Source information START

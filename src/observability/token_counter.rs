use std::time::Duration;

use tracing::info;

use crate::observability::usage::ScaledUsage;
use crate::protocol::anthropic::{AnthropicRequest, ContentBlock, MessageContent, SystemPrompt};

/// Estimate the number of tokens in `text`.
///
/// Uses a lightweight heuristic (`bytes / 4`, rounded up) to avoid loading
/// model BPE tables.
#[must_use]
pub fn estimate_tokens(text: &str) -> u64 {
    estimate_tokens_for_len(text.len())
}

#[must_use]
pub fn estimate_tokens_for_len(len: usize) -> u64 {
    (len as u64).div_ceil(4)
}

/// Estimate the prompt size of an Anthropic request.
///
/// Sums the system prompt, every textual block in the history, and the
/// serialized tool definitions. Images are not counted.
#[must_use]
pub fn estimate_request_tokens(request: &AnthropicRequest) -> u64 {
    let mut total: u64 = 0;

    match &request.system {
        Some(SystemPrompt::Text(text)) => total += estimate_tokens(text),
        Some(SystemPrompt::Blocks(blocks)) => {
            for block in blocks {
                if let Some(text) = block.get("text").and_then(serde_json::Value::as_str) {
                    total += estimate_tokens(text);
                }
            }
        }
        None => {}
    }

    for message in &request.messages {
        match &message.content {
            MessageContent::Text(text) => total += estimate_tokens(text),
            MessageContent::Blocks(blocks) => {
                for block in blocks {
                    total += estimate_block_tokens(block);
                }
            }
        }
    }

    for tool in request.tools.iter().flatten() {
        total += estimate_tokens(&tool.name);
        if let Some(description) = &tool.description {
            total += estimate_tokens(description);
        }
        if let Ok(schema) = serde_json::to_string(&tool.input_schema) {
            total += estimate_tokens(&schema);
        }
    }

    total
}

fn estimate_block_tokens(block: &ContentBlock) -> u64 {
    match block {
        ContentBlock::Text { text } => estimate_tokens(text),
        ContentBlock::Thinking { thinking, .. } => estimate_tokens(thinking),
        ContentBlock::ToolUse { input, name, .. } => {
            estimate_tokens(name)
                + serde_json::to_string(input).map_or(0, |json| estimate_tokens(&json))
        }
        ContentBlock::ToolResult { content, .. } => match content {
            serde_json::Value::String(text) => estimate_tokens(text),
            other => serde_json::to_string(other).map_or(0, |json| estimate_tokens(&json)),
        },
        ContentBlock::Image { .. } | ContentBlock::Other => 0,
    }
}

/// Log token usage for a completed request at INFO level.
pub fn log_request_usage(model: &str, backend: &str, usage: &ScaledUsage, duration: Duration) {
    info!(
        model = model,
        backend = backend,
        input_tokens = usage.input_tokens,
        output_tokens = usage.output_tokens,
        cached_tokens = usage.cached_tokens,
        total_tokens = usage.total_tokens,
        duration_seconds = duration.as_secs_f64(),
        "request completed"
    );
}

Source information END

#### [Requirement]
Search the records for the string "Value" and return every line in which it occurs.

#### [Answer space]
                if let Some(text) = block.get("text").and_then(serde_json::Value::as_str) {
            serde_json::Value::String(text) => estimate_tokens(text),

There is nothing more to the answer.